//! Turning a DIY project web page into a catalog entry.
//!
//! The page is fetched by a [`PageCrawler`], structured by a
//! [`ProjectExtractor`] and stored together with its steps.

use async_trait::async_trait;
use model::entities::diy_project;
use rust_decimal::Decimal;
use sea_orm::{DatabaseConnection, DbErr, TransactionTrait};
use serde::Deserialize;
use thiserror::Error;
use tracing::{debug, info, instrument, warn};

use crate::catalog::{self, NewProject, NewStep};

pub mod apify;
pub mod openai;

pub use apify::ApifyCrawler;
pub use openai::OpenAiExtractor;

#[derive(Debug, Error)]
pub enum IngestError {
    #[error("Crawler failed: {0}")]
    Crawler(String),
    #[error("Extractor failed: {0}")]
    Extractor(String),
    #[error("Extractor returned malformed project data: {0}")]
    MalformedExtraction(String),
    #[error("Database error: {0}")]
    Database(#[from] DbErr),
}

/// Fetches the readable text of a page.
#[async_trait]
pub trait PageCrawler: Send + Sync {
    /// `None` when the crawl produced no content.
    async fn crawl(&self, url: &str) -> Result<Option<String>, IngestError>;
}

/// Structures page text into a project.
#[async_trait]
pub trait ProjectExtractor: Send + Sync {
    async fn extract(&self, page_text: &str) -> Result<ExtractedProject, IngestError>;
}

#[derive(Debug, Clone, Default, PartialEq, Deserialize)]
pub struct ExtractedStep {
    #[serde(default)]
    pub step_number: Option<i32>,
    #[serde(default)]
    pub instruction_text: String,
}

/// Project data as returned by the extractor. Everything but the lists is
/// optional; the model reports missing values as null.
#[derive(Debug, Clone, Default, PartialEq, Deserialize)]
pub struct ExtractedProject {
    #[serde(default)]
    pub title: Option<String>,
    #[serde(default)]
    pub description: Option<String>,
    #[serde(default)]
    pub avg_price: Option<f64>,
    /// Ignored, the stored count is derived from `steps`.
    #[serde(default)]
    pub step_count: Option<i64>,
    #[serde(default)]
    pub estimated_time_minutes: Option<i64>,
    #[serde(default)]
    pub is_rental_safe: Option<bool>,
    #[serde(default, alias = "materials")]
    pub materials_json: Vec<String>,
    #[serde(default, alias = "tools")]
    pub tools_json: Vec<String>,
    #[serde(default)]
    pub steps: Vec<ExtractedStep>,
}

impl ExtractedProject {
    /// Parses the extractor's raw JSON answer.
    pub fn from_json(raw: &str) -> Result<Self, IngestError> {
        serde_json::from_str(raw.trim()).map_err(|e| IngestError::MalformedExtraction(e.to_string()))
    }

    /// Normalizes into a storable project.
    ///
    /// Drilling is assumed exactly when the project is not rental safe, and an
    /// unknown rental safety counts as not safe. Steps without a number are
    /// numbered by position.
    pub fn into_new_project(self) -> NewProject {
        let is_rental_safe = self.is_rental_safe.unwrap_or(false);

        let steps = self
            .steps
            .into_iter()
            .filter(|step| !step.instruction_text.trim().is_empty())
            .zip(1..)
            .map(|(step, position)| NewStep {
                step_number: step.step_number.unwrap_or(position),
                instruction_text: step.instruction_text.trim().to_string(),
            })
            .collect();

        NewProject {
            title: self
                .title
                .map(|t| t.trim().to_string())
                .filter(|t| !t.is_empty())
                .unwrap_or_else(|| "Untitled".to_string()),
            description: self.description.unwrap_or_default(),
            avg_price: self
                .avg_price
                .and_then(Decimal::from_f64_retain)
                .map(|price| price.round_dp(2)),
            estimated_time_minutes: self
                .estimated_time_minutes
                .filter(|minutes| *minutes > 0)
                .and_then(|minutes| i32::try_from(minutes).ok()),
            is_rental_safe,
            requires_drilling: !is_rental_safe,
            materials: clean_list(self.materials_json),
            tools: clean_list(self.tools_json),
            steps,
        }
    }
}

fn clean_list(items: Vec<String>) -> Vec<String> {
    items
        .into_iter()
        .map(|item| item.trim().to_string())
        .filter(|item| !item.is_empty())
        .collect()
}

#[derive(Debug, Clone, PartialEq)]
pub enum IngestOutcome {
    /// The crawl returned nothing; nothing was stored.
    NoContent,
    Stored(diy_project::Model),
}

/// Crawls `url`, extracts a project from the page and stores it with its
/// steps in one transaction.
#[instrument(skip(db, crawler, extractor))]
pub async fn ingest_url(
    db: &DatabaseConnection,
    crawler: &dyn PageCrawler,
    extractor: &dyn ProjectExtractor,
    url: &str,
) -> Result<IngestOutcome, IngestError> {
    let page_text = match crawler.crawl(url).await? {
        Some(text) if !text.trim().is_empty() => text,
        _ => {
            warn!("Crawl of {} returned no content", url);
            return Ok(IngestOutcome::NoContent);
        }
    };
    info!("Scraped {} chars, extracting project", page_text.len());

    let extracted = extractor.extract(&page_text).await?;
    if let Some(reported) = extracted.step_count {
        debug!("Extractor reported {} steps, found {}", reported, extracted.steps.len());
    }
    let project = extracted.into_new_project();

    let txn = db.begin().await?;
    let stored = catalog::insert_project(&txn, project).await?;
    txn.commit().await?;

    info!("{} is now in the catalog", stored.title);
    Ok(IngestOutcome::Stored(stored))
}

——————————

## Your objective
Return only the lines of the records in which the string "Decimal" appears.

## Written answer
use rust_decimal::Decimal;
                .and_then(Decimal::from_f64_retain)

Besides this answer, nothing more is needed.